Effect Sizes

P-Values vs. Confidence Intervals: How to Interpret Both for Decisions

Understand the relationship between p-values and confidence intervals, when they agree, when they seem to disagree, and how to use them together for better decisions.

Share

Quick Hits

  • P-values tell you probability of data under null; CIs tell you plausible parameter values
  • 95% CI excludes 0 ⟺ p < 0.05 (for testing against null of 0)
  • CIs give more information: direction, magnitude, and precision
  • For decisions, CI bounds matter more than p-values

TL;DR

P-values tell you the probability of seeing your data (or more extreme) if the null hypothesis is true. Confidence intervals give you a range of plausible values for the true parameter.

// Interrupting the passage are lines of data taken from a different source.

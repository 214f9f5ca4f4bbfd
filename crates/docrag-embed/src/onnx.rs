//! ONNX sentence-transformer embedder.

use std::path::Path;
use std::sync::Mutex;

use async_trait::async_trait;
use ndarray::ArrayViewD;
use ort::session::builder::GraphOptimizationLevel;
use ort::session::Session;
use ort::value::Tensor;
use tokenizers::{Encoding, Tokenizer, TruncationParams};
use tracing::{debug, info};

use docrag_core::{Embedder, EmbeddingConfig, RagError, Result};

use crate::l2_normalize;

/// ONNX embedder for all-MiniLM-L6-v2 or a compatible BERT-style export.
///
/// The model must take `input_ids`, `attention_mask` and `token_type_ids`
/// and return either token embeddings `[batch, seq, hidden]` (mean pooled
/// here) or pooled sentence embeddings `[batch, hidden]`.
pub struct OnnxEmbedder {
    /// Inference session (run requires exclusive access).
    session: Mutex<Session>,

    tokenizer: Tokenizer,

    dimension: usize,

    max_tokens: usize,
}

impl OnnxEmbedder {
    /// Load a model and its tokenizer.
    pub fn new(
        model_path: impl AsRef<Path>,
        tokenizer_path: impl AsRef<Path>,
        dimension: usize,
        max_tokens: usize,
        num_threads: usize,
    ) -> Result<Self> {
        let model_path = model_path.as_ref();
        let tokenizer_path = tokenizer_path.as_ref();

        info!("Loading ONNX model from {:?}", model_path);

        let session = Session::builder()
            .map_err(|e| RagError::embedding(format!("Failed to create session builder: {}", e)))?
            .with_optimization_level(GraphOptimizationLevel::Level3)
            .map_err(|e| RagError::embedding(format!("Failed to set optimization level: {}", e)))?
            .with_intra_threads(num_threads.max(1))
            .map_err(|e| RagError::embedding(format!("Failed to set thread count: {}", e)))?
            .commit_from_file(model_path)
            .map_err(|e| RagError::embedding(format!("Failed to load model: {}", e)))?;

        info!("Loading tokenizer from {:?}", tokenizer_path);

        let mut tokenizer = Tokenizer::from_file(tokenizer_path)
            .map_err(|e| RagError::embedding(format!("Failed to load tokenizer: {}", e)))?;
        tokenizer
            .with_truncation(Some(TruncationParams {
                max_length: max_tokens,
                ..Default::default()
            }))
            .map_err(|e| RagError::embedding(format!("Failed to configure truncation: {}", e)))?;

        info!(
            "Embedder initialized: dim={}, max_tokens={}",
            dimension, max_tokens
        );

        Ok(Self {
            session: Mutex::new(session),
            tokenizer,
            dimension,
            max_tokens,
        })
    }

    /// Load the model described by the embedding configuration.
    pub fn from_config(config: &EmbeddingConfig) -> Result<Self> {
        Self::new(
            &config.model_path,
            config.resolved_tokenizer_path(),
            config.dimension,
            config.max_tokens,
            config.num_threads,
        )
    }

    fn embed_batch(&self, texts: &[&str]) -> Result<Vec<Vec<f32>>> {
        if texts.is_empty() {
            return Ok(Vec::new());
        }

        let encodings = self
            .tokenizer
            .encode_batch(texts.to_vec(), true)
            .map_err(|e| RagError::embedding(format!("Tokenization failed: {}", e)))?;

        let max_len = encodings
            .iter()
            .map(|e| e.get_ids().len())
            .max()
            .unwrap_or(0)
            .min(self.max_tokens);
        let batch_size = encodings.len();

        debug!("Embedding batch: size={}, max_len={}", batch_size, max_len);

        // Right-padded inputs; token types are all segment zero
        let mut input_ids = vec![0i64; batch_size * max_len];
        let mut attention_mask = vec![0i64; batch_size * max_len];
        let token_type_ids = vec![0i64; batch_size * max_len];

        for (i, encoding) in encodings.iter().enumerate() {
            let ids = encoding.get_ids();
            let mask = encoding.get_attention_mask();
            for j in 0..ids.len().min(max_len) {
                input_ids[i * max_len + j] = ids[j] as i64;
                attention_mask[i * max_len + j] = mask[j] as i64;
            }
        }

        let shape = vec![batch_size, max_len];
        let input_ids_tensor = Tensor::from_array((shape.clone(), input_ids))
            .map_err(|e| RagError::embedding(format!("Failed to create input tensor: {}", e)))?;
        let attention_mask_tensor = Tensor::from_array((shape.clone(), attention_mask))
            .map_err(|e| RagError::embedding(format!("Failed to create mask tensor: {}", e)))?;
        let token_type_tensor = Tensor::from_array((shape, token_type_ids))
            .map_err(|e| RagError::embedding(format!("Failed to create token type tensor: {}", e)))?;

        let mut session = self
            .session
            .lock()
            .map_err(|e| RagError::embedding(format!("Failed to lock session: {}", e)))?;

        let outputs = session
            .run(ort::inputs![
                "input_ids" => input_ids_tensor,
                "attention_mask" => attention_mask_tensor,
                "token_type_ids" => token_type_tensor
            ])
            .map_err(|e| RagError::embedding(format!("Inference failed: {}", e)))?;

        let (_, output) = outputs
            .iter()
            .next()
            .ok_or_else(|| RagError::embedding("No output tensor found"))?;

        let view = output
            .try_extract_array::<f32>()
            .map_err(|e| RagError::embedding(format!("Failed to extract tensor: {}", e)))?;

        let embeddings = match view.shape().len() {
            3 => mean_pool(&view, &encodings, max_len),
            2 => {
                let hidden = view.shape()[1];
                (0..batch_size)
                    .map(|i| l2_normalize((0..hidden).map(|j| view[[i, j]]).collect()))
                    .collect()
            }
            _ => {
                return Err(RagError::embedding(format!(
                    "Unexpected output shape: {:?}",
                    view.shape()
                )))
            }
        };

        if let Some(bad) = embeddings.iter().find(|e| e.len() != self.dimension) {
            return Err(RagError::embedding(format!(
                "Model produced {} dimensions, expected {}",
                bad.len(),
                self.dimension
            )));
        }

        Ok(embeddings)
    }
}

/// Attention-masked mean over the sequence axis of `[batch, seq, hidden]`.
fn mean_pool(tensor: &ArrayViewD<'_, f32>, encodings: &[Encoding], max_len: usize) -> Vec<Vec<f32>> {
    let seq_len = tensor.shape()[1];
    let hidden = tensor.shape()[2];

    encodings
        .iter()
        .enumerate()
        .map(|(i, encoding)| {
            let mask = encoding.get_attention_mask();
            let mut sum = vec![0.0f32; hidden];
            let mut count = 0usize;

            for j in 0..mask.len().min(max_len).min(seq_len) {
                if mask[j] == 1 {
                    count += 1;
                    for (k, s) in sum.iter_mut().enumerate() {
                        *s += tensor[[i, j, k]];
                    }
                }
            }

            if count == 0 {
                return sum;
            }
            l2_normalize(sum.into_iter().map(|s| s / count as f32).collect())
        })
        .collect()
}

#[async_trait]
impl Embedder for OnnxEmbedder {
    async fn embed_documents(&self, texts: &[&str]) -> Result<Vec<Vec<f32>>> {
        self.embed_batch(texts)
    }

    async fn embed_query(&self, text: &str) -> Result<Vec<f32>> {
        self.embed_batch(&[text])?
            .into_iter()
            .next()
            .ok_or_else(|| RagError::embedding("No embedding returned"))
    }

    fn dimension(&self) -> usize {
        self.dimension
    }
}

#[cfg(test)]
mod tests {
    use super::*;

    #[test]
    fn test_missing_model_fails() {
        let dir = tempfile::tempdir().unwrap();
        let result = OnnxEmbedder::new(
            dir.path().join("missing.onnx"),
            dir.path().join("tokenizer.json"),
            384,
            256,
            1,
        );
        assert!(matches!(result, Err(RagError::Embedding { .. })));
    }
}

They're mathematically linked: a 95% CI that excludes zero corresponds to p < 0.05. But CIs are more informative for decisions because they show effect magnitude and precision, not just whether to reject the null.


What Each Tells You

P-Values

import numpy as np
from scipy import stats

def explain_p_value():
    """
    Clarify what a p-value actually means.
    """
    print("WHAT A P-VALUE TELLS YOU")
    print("=" * 50)
    print()
    print("P-value = P(data this extreme or more | H₀ is true)")
    print()
    print("In plain English:")
    print("  'If there were truly no effect, what's the probability")
    print("   of seeing results as extreme as what we observed?'")
    print()
    print("P < 0.05 means:")
    print("  'This would be surprising if H₀ were true'")
    print("  'We reject H₀ at the 0.05 level'")
    print()
    print("P-VALUE DOES NOT MEAN:")
    print("  ✗ P(H₀ is true)")
    print("  ✗ P(H₁ is true)")
    print("  ✗ Probability the effect is real")
    print("  ✗ Size of the effect")
    print()
    print("WHAT P-VALUES DON'T TELL YOU:")
    print("  • How big the effect is")
    print("  • Whether the effect matters practically")
    print("  • The probability of replication")


explain_p_value()

Confidence Intervals

def explain_confidence_interval():
    """
    Clarify what a confidence interval means.
    """
    print("WHAT A CONFIDENCE INTERVAL TELLS YOU")
    print("=" * 50)
    print()
    print("95% CI: A range constructed such that if we repeated")
    print("the study many times, 95% of such intervals would")
    print("contain the true parameter value.")
    print()
    print("In practice:")
    print("  'We're 95% confident the true effect is in this range'")
    print()
    print("WHAT A CI TELLS YOU:")
    print("  ✓ Plausible values for the true effect")
    print("  ✓ Precision of the estimate (narrow = precise)")
    print("  ✓ Whether the effect is significant (if 0 excluded)")
    print("  ✓ Whether the effect might be practically important")
    print()
    print("CI DOES NOT MEAN:")
    print("  ✗ 95% of the data falls in this range")
    print("  ✗ 95% probability the true value is in THIS interval")
    print("     (The true value is fixed; it's either in or out)")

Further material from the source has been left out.